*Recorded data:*
^^^^
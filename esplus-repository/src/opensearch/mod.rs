//! OpenSearch implementation of the search transport.
//!
//! This module provides a concrete implementation of `SearchTransport`
//! using OpenSearch as the backend.

mod index_config;
mod provider;
mod response;

pub use index_config::IndexDefinition;
pub use provider::OpenSearchTransport;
^^^^
*EXERCISE AIM:* Write out all of the records word for word.

*ANSWER BELOW:*
filename esplus-repository/src/opensearch/mod.rs
//! OpenSearch implementation of the search transport.
//!
//! This module provides a concrete implementation of `SearchTransport`
//! using OpenSearch as the backend.

mod index_config;
mod provider;
mod response;

pub use index_config::IndexDefinition;
pub use provider::OpenSearchTransport;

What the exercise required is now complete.